Depending on how your translate it, "Mir" means "peace" or "commune" or "world". But in those dark days you would have been forgiven if you saw some sarcasm in the Soviet sobriquet.

And yet, over the years, the station lived up to its name. Of the 104 spacefarers that knocked on Mir's door, 62 were citizens of other 11 other countries. In fact, more U.S. astronauts visited Mir (44) than Russian cosmonauts (41). Of course, the cosmonauts generally hunkered down for a much longer visit.

During its 2.2 billion-mile journey of more than 86,000 orbits, Mir served as a platform for more than 20,000 scientific experiments -- most aimed at learning more about what happens to the human body during extended bouts of weightlessness.

But Mir's salad days ended abruptly when the Soviet Union bit the dust. Lacking the rubles to keep Mir afloat (the current annual cost is $250 million) the Russians did everything they could to generate some hard currency from their hard-to-reach perch. Rockets to Mir were emblazoned with Pizza Hut logos and cosmonauts taped milk commercials, hawked watches and even appeared live in a cable shopping channel's space theme night.

Rides to Mir were sold to the highest bidder -- including a Japanese TV anchorman who spent his entire week in space yearning for a cigarette and upchucking his canned perch.

Then came the deal with the old devil. The Russian Aeronautics and Space Agency (Rosaviakosmos) made a deal with their former rivals at NASA to build a new space station together with 14 other partner nations. The first phase of that project involved a series of long-term visits by seven U.S. astronauts from 1995 through 1998.

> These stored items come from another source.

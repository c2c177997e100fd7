use super::ValidationError;
use regex::Regex;
use serde::{Deserialize, Serialize};
use std::fmt;
use std::marker::PhantomData;
use uuid::Uuid;

/// Strong typing for IDs with phantom types
#[derive(Debug, PartialEq, Eq, Hash)]
pub struct Id<T> {
    value: String,
    _phantom: PhantomData<T>,
}

// Derived Clone would require `T: Clone` on the marker.
impl<T> Clone for Id<T> {
    fn clone(&self) -> Self {
        Self::from_normalized(self.value.clone())
    }
}

/// Marker types for different ID kinds
#[derive(Debug, Clone, Copy, PartialEq, Eq, Hash)]
pub struct PageMarker;

#[derive(Debug, Clone, Copy, PartialEq, Eq, Hash)]
pub struct DatabaseMarker;

/// A Notion page, i.e. one record of a database.
pub type PageId = Id<PageMarker>;
/// A Notion database queried as a sync source.
pub type DatabaseId = Id<DatabaseMarker>;

impl<T> Id<T> {
    /// Parses the usual Notion ID spellings into the canonical 32-char form.
    ///
    /// Accepts dashed UUIDs, bare 32-char hex, and notion.so URLs ending in an ID.
    pub fn parse(input: &str) -> Result<Self, ValidationError> {
        normalize_notion_id(input).map(Self::from_normalized)
    }

    fn from_normalized(value: String) -> Self {
        Self {
            value,
            _phantom: PhantomData,
        }
    }

    /// Get the ID as a string reference
    pub fn as_str(&self) -> &str {
        &self.value
    }

    /// Returns the hyphenated UUID format for API paths.
    pub fn to_hyphenated(&self) -> String {
        if self.value.len() == 32 {
            format!(
                "{}-{}-{}-{}-{}",
                &self.value[0..8],
                &self.value[8..12],
                &self.value[12..16],
                &self.value[16..20],
                &self.value[20..32]
            )
        } else {
            self.value.clone()
        }
    }
}

impl<T> fmt::Display for Id<T> {
    fn fmt(&self, f: &mut fmt::Formatter<'_>) -> fmt::Result {
        write!(f, "{}", self.value)
    }
}

impl<T> Serialize for Id<T> {
    fn serialize<S>(&self, serializer: S) -> Result<S::Ok, S::Error>
    where
        S: serde::Serializer,
    {
        self.value.serialize(serializer)
    }
}

impl<'de, T> Deserialize<'de> for Id<T> {
    fn deserialize<D>(deserializer: D) -> Result<Self, D::Error>
    where
        D: serde::Deserializer<'de>,
    {
        let value = String::deserialize(deserializer)?;
        Self::parse(&value).map_err(serde::de::Error::custom)
    }
}

/// Normalize various Notion ID formats into a consistent format
fn normalize_notion_id(input: &str) -> Result<String, ValidationError> {
    let cleaned = input.trim().trim_end_matches('/');

    if let Ok(uuid) = Uuid::parse_str(cleaned) {
        return Ok(uuid.as_simple().to_string());
    }

    if cleaned.len() == 32 && cleaned.chars().all(|c| c.is_ascii_hexdigit()) {
        return Ok(cleaned.to_lowercase());
    }

    if cleaned.starts_with("http://") || cleaned.starts_with("https://") {
        return extract_id_from_url(cleaned);
    }

    Err(ValidationError::InvalidId(format!(
        "Could not parse Notion ID from: {}",
        input
    )))
}

/// Extract ID from Notion URL
fn extract_id_from_url(url: &str) -> Result<String, ValidationError> {
    lazy_static::lazy_static! {
        static ref ID_REGEX: Regex = Regex::new(
            r"(?:[/-])([a-fA-F0-9]{32}|[a-fA-F0-9]{8}-[a-fA-F0-9]{4}-[a-fA-F0-9]{4}-[a-fA-F0-9]{4}-[a-fA-F0-9]{12})(?:[/?#]|$)"
        ).expect("Failed to compile Notion ID regex - this is a bug in the code");
    }

    ID_REGEX
        .captures(url)
        .and_then(|captures| captures.get(1))
        .map(|id| id.as_str().replace('-', "").to_lowercase())
        .ok_or_else(|| ValidationError::InvalidId(format!("No valid ID found in URL: {}", url)))
}
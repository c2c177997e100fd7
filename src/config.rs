// src/config.rs
use crate::constants::{
    DEFAULT_BIND_ADDRESS, DEFAULT_HTTP_TIMEOUT_SECS, DEFAULT_PING_URL, LINKS_TABLE, PAPERS_TABLE,
};
use crate::error::AppError;
use crate::sync::SyncTarget;
use crate::types::{ApiKey, DatabaseId, SecretKey, TableName, ValidatedUrl};
use clap::{Parser, Subcommand};
use std::net::SocketAddr;
use std::time::Duration;

/// Parsed command-line input.
#[derive(Parser, Debug)]
#[command(author, version, about, long_about = None)]
pub struct CommandLineInput {
    #[command(subcommand)]
    pub command: Command,

    /// Enable verbose logging (debug level)
    #[arg(short, long, global = true, default_value_t = false)]
    pub verbose: bool,
}

#[derive(Subcommand, Debug, Clone, PartialEq, Eq)]
pub enum Command {
    /// Serve the sync endpoints over HTTP
    Serve {
        /// Address to listen on
        #[arg(long, default_value = DEFAULT_BIND_ADDRESS)]
        bind: SocketAddr,
    },
    /// Run the job once and print the report as JSON
    Run {
        /// Send a Telegram summary afterwards
        #[arg(long, default_value_t = false)]
        notify: bool,
    },
}

/// Telegram destination for run summaries.
#[derive(Debug, Clone)]
pub struct TelegramConfig {
    pub bot_token: SecretKey,
    pub chat_id: String,
}

/// Resolved job configuration, validated and ready to build clients from.
#[derive(Debug, Clone)]
pub struct SyncConfig {
    pub supabase_url: ValidatedUrl,
    pub supabase_key: SecretKey,
    pub notion_token: ApiKey,
    pub papers_database: DatabaseId,
    pub links_database: DatabaseId,
    pub ping_url: ValidatedUrl,
    /// `on_conflict` column(s) for upserts; the table's primary key when unset.
    pub upsert_key: Option<String>,
    pub telegram: Option<TelegramConfig>,
    pub http_timeout: Duration,
}

impl SyncConfig {
    /// Resolves the configuration from the process environment.
    pub fn from_env() -> Result<Self, AppError> {
        Self::from_lookup(|name| std::env::var(name).ok())
    }

    /// Resolves the configuration from any variable lookup.
    pub fn from_lookup<F>(lookup: F) -> Result<Self, AppError>
    where
        F: Fn(&str) -> Option<String>,
    {
        let required = |name: &str| {
            lookup(name)
                .filter(|value| !value.trim().is_empty())
                .ok_or_else(|| {
                    AppError::MissingConfiguration(format!(
                        "{} environment variable not set",
                        name
                    ))
                })
        };
        let optional = |name: &str| lookup(name).filter(|value| !value.trim().is_empty());

        let ping_url = optional("PING_URL").unwrap_or_else(|| DEFAULT_PING_URL.to_string());

        let http_timeout = match optional("HTTP_TIMEOUT_SECS") {
            Some(raw) => raw.trim().parse::<u64>().map_err(|_| {
                AppError::MissingConfiguration(format!(
                    "HTTP_TIMEOUT_SECS must be a whole number of seconds, got '{}'",
                    raw
                ))
            })?,
            None => DEFAULT_HTTP_TIMEOUT_SECS,
        };

        let telegram = match (optional("TELEGRAM_BOT_TOKEN"), optional("TELEGRAM_CHAT_ID")) {
            (Some(token), Some(chat_id)) => Some(TelegramConfig {
                bot_token: SecretKey::new(token, "TELEGRAM_BOT_TOKEN")?,
                chat_id,
            }),
            (None, None) => None,
            _ => {
                log::warn!(
                    "Only one of TELEGRAM_BOT_TOKEN and TELEGRAM_CHAT_ID is set; notifications disabled"
                );
                None
            }
        };

        Ok(SyncConfig {
            supabase_url: ValidatedUrl::parse(&required("SUPABASE_URL")?)?,
            supabase_key: SecretKey::new(required("SUPABASE_KEY")?, "SUPABASE_KEY")?,
            notion_token: ApiKey::new(required("NOTION_TOKEN")?)?,
            papers_database: DatabaseId::parse(&required("PAPERS_DATABASE_ID")?)?,
            links_database: DatabaseId::parse(&required("LINKS_DATABASE_ID")?)?,
            ping_url: ValidatedUrl::parse(&ping_url)?,
            upsert_key: optional("SUPABASE_UPSERT_KEY"),
            telegram,
            http_timeout: Duration::from_secs(http_timeout),
        })
    }

    /// The databases to sync, papers first.
    pub fn targets(&self) -> Result<Vec<SyncTarget>, AppError> {
        Ok(vec![
            SyncTarget {
                database: self.papers_database.clone(),
                table: TableName::new(PAPERS_TABLE)?,
            },
            SyncTarget {
                database: self.links_database.clone(),
                table: TableName::new(LINKS_TABLE)?,
            },
        ])
    }
}
// src/job.rs
//! One invocation of the sync job: probes, table syncs, optional notification.

use crate::api::{NotionHttpClient, RecordSource};
use crate::config::SyncConfig;
use crate::error::AppError;
use crate::notify::{Notifier, TelegramNotifier};
use crate::probe::{probe_endpoint, probe_table, EndpointPinger, EndpointProbe, HttpPinger};
use crate::report::{probe_key, NotificationResult, NotificationStatus, SyncReport, SyncSummary};
use crate::store::{DestinationStore, SupabaseClient};
use crate::sync::{SyncEngine, SyncTarget};
use crate::types::ValidatedUrl;
use indexmap::IndexMap;
use std::sync::Arc;

/// Everything a run needs, injected so tests can swap in fakes.
pub struct SyncJob {
    engine: SyncEngine,
    store: Arc<dyn DestinationStore>,
    pinger: Arc<dyn EndpointPinger>,
    notifier: Option<Arc<dyn Notifier>>,
    targets: Vec<SyncTarget>,
    ping_url: ValidatedUrl,
}

impl SyncJob {
    pub fn new(
        source: Arc<dyn RecordSource>,
        store: Arc<dyn DestinationStore>,
        pinger: Arc<dyn EndpointPinger>,
        targets: Vec<SyncTarget>,
        ping_url: ValidatedUrl,
    ) -> Self {
        Self {
            engine: SyncEngine::new(source, Arc::clone(&store)),
            store,
            pinger,
            notifier: None,
            targets,
            ping_url,
        }
    }

    /// Wires the real Notion, Supabase, website and Telegram clients.
    pub fn from_config(config: &SyncConfig) -> Result<Self, AppError> {
        let source = NotionHttpClient::new(&config.notion_token, config.http_timeout)?;
        let store = SupabaseClient::new(
            &config.supabase_url,
            &config.supabase_key,
            config.upsert_key.clone(),
            config.http_timeout,
        )?;
        let pinger = HttpPinger::new(config.http_timeout)?;

        let job = Self::new(
            Arc::new(source),
            Arc::new(store),
            Arc::new(pinger),
            config.targets()?,
            config.ping_url.clone(),
        );

        Ok(match &config.telegram {
            Some(telegram) => job.with_notifier(Arc::new(TelegramNotifier::new(
                &telegram.bot_token,
                telegram.chat_id.clone(),
                config.http_timeout,
            )?)),
            None => job,
        })
    }

    pub fn with_notifier(mut self, notifier: Arc<dyn Notifier>) -> Self {
        self.notifier = Some(notifier);
        self
    }

    /// Pings the external website only.
    pub async fn ping_website(&self) -> EndpointProbe {
        probe_endpoint(self.pinger.as_ref(), &self.ping_url).await
    }

    /// Runs the probes and then every table sync, in order.
    pub async fn run(&self) -> SyncReport {
        log::info!("Starting Notion to Supabase sync process");

        let website_ping = self.ping_website().await;

        let mut supabase_ping = IndexMap::new();
        for target in &self.targets {
            let probe = probe_table(self.store.as_ref(), &target.table).await;
            supabase_ping.insert(probe_key(target.table.as_str()), probe);
        }

        let outcomes = self.engine.run(&self.targets).await;
        let summary = SyncSummary::from_outcomes(
            outcomes
                .into_iter()
                .map(|(table, outcome)| (table.to_string(), outcome)),
        );

        log::info!(
            "Sync process completed: {} records processed ({:?})",
            summary.total_processed,
            summary.status
        );

        SyncReport {
            generated_at: chrono::Utc::now(),
            website_ping,
            supabase_ping,
            notion_supabase_sync: summary,
            notification: None,
        }
    }

    /// Runs the job and reports the outcome to the notification channel.
    ///
    /// Delivery failures are logged and recorded in the report, never raised.
    pub async fn run_and_notify(&self) -> SyncReport {
        let mut report = self.run().await;
        report.notification = Some(self.notify(&report.notion_supabase_sync).await);
        report
    }

    async fn notify(&self, summary: &SyncSummary) -> NotificationResult {
        let Some(notifier) = &self.notifier else {
            log::warn!("Notification requested but no notifier is configured");
            return NotificationResult {
                status: NotificationStatus::Disabled,
                message: None,
            };
        };

        match notifier.send(&summary.notification_text()).await {
            Ok(()) => NotificationResult {
                status: NotificationStatus::Success,
                message: None,
            },
            Err(e) => {
                log::error!("Error sending notification: {}", e);
                NotificationResult {
                    status: NotificationStatus::Error,
                    message: Some(e.to_string()),
                }
            }
        }
    }
}
// src/constants.rs
//! Domain constants that define the operational boundaries of the sync job.
//!
//! Each constant is named for the domain concept it constrains. Reading them
//! tells you how the job talks to Notion and Supabase and what it reports.

// ---------------------------------------------------------------------------
// Notion API boundaries
// ---------------------------------------------------------------------------

/// Notion API version sent with every request.
pub const NOTION_VERSION: &str = "2022-06-28";

/// Base URL of the Notion REST API.
pub const NOTION_API_BASE_URL: &str = "https://api.notion.com/v1";

/// How many pages the Notion API returns per query.
///
/// The Notion API maximum is 100.
pub const NOTION_API_PAGE_SIZE: usize = 100;

// ---------------------------------------------------------------------------
// Status workflow
// ---------------------------------------------------------------------------

/// Name of the status property driving the sync workflow.
pub const STATUS_PROPERTY: &str = "Status";

/// Status of a record waiting to be synced.
pub const STATUS_NEW: &str = "New";

/// Status of a record already written to Supabase.
pub const STATUS_UPLOADED: &str = "Uploaded";

// ---------------------------------------------------------------------------
// Source record properties
// ---------------------------------------------------------------------------

pub const TITLE_PROPERTY: &str = "Title";
pub const URL_PROPERTY: &str = "URL";
pub const DATE_PROPERTY: &str = "Date";
pub const AUTHORS_PROPERTY: &str = "Authors";
/// Page-level field copied into `notion_timestamp`.
pub const CREATED_TIME_FIELD: &str = "created_time";

// ---------------------------------------------------------------------------
// Destination tables
// ---------------------------------------------------------------------------

/// Supabase table receiving paper records.
pub const PAPERS_TABLE: &str = "papers";

/// Supabase table receiving link records.
pub const LINKS_TABLE: &str = "links";

/// Rows fetched by a destination liveness probe.
pub const PROBE_SAMPLE_LIMIT: usize = 10;

// ---------------------------------------------------------------------------
// Outer surfaces
// ---------------------------------------------------------------------------

/// External website pinged when `PING_URL` is not configured.
pub const DEFAULT_PING_URL: &str = "https://alpha.gloryolusola.com";

/// Base URL of the Telegram Bot API.
pub const TELEGRAM_API_BASE_URL: &str = "https://api.telegram.org";

/// Default timeout applied to every outbound HTTP client.
pub const DEFAULT_HTTP_TIMEOUT_SECS: u64 = 30;

/// Default bind address of the HTTP server.
pub const DEFAULT_BIND_ADDRESS: &str = "0.0.0.0:3000";

// ---------------------------------------------------------------------------
// Error display
// ---------------------------------------------------------------------------

/// Maximum characters shown when previewing error response bodies.
pub const ERROR_BODY_PREVIEW_LENGTH: usize = 200;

During this time, Mir finally achieved widespread notoriety, but for reasons the Russians -- and NASA -- would just as soon forget. During the series of long-term stays at the station by U.S. astronauts, crews battled a fire, endured a collision, and coped with a series of computer glitches and air purifier failures. It was a rough start for the "shotgun" marriage between the two former space rivals.

Once the Americans and the shuttles stopped coming to Mir, it was just a matter of time before the station would be retired.

Last year, American investors established a Dutch company called MirCorp that leased the station from the Russians. They ginned up a fanciful business plan that positioned the aging station as a satellite repair shop, an Internet node, a marketing platform and a tourist destination.

In August, a California millionaire, Dennis Tito offered to pay $20 million for a visit to Mir. But while he was in training late last year, MirCorp missed some lease payments -- and its deal with the Russians unraveled.

The Russian decided it was high time to pull the plug on their little station that could -- and did -- so they could marshal scarce resources to maintain their partnership on the new international space station Alpha.

For many Russians, that gleaming new station under construction in orbit will always be "beta."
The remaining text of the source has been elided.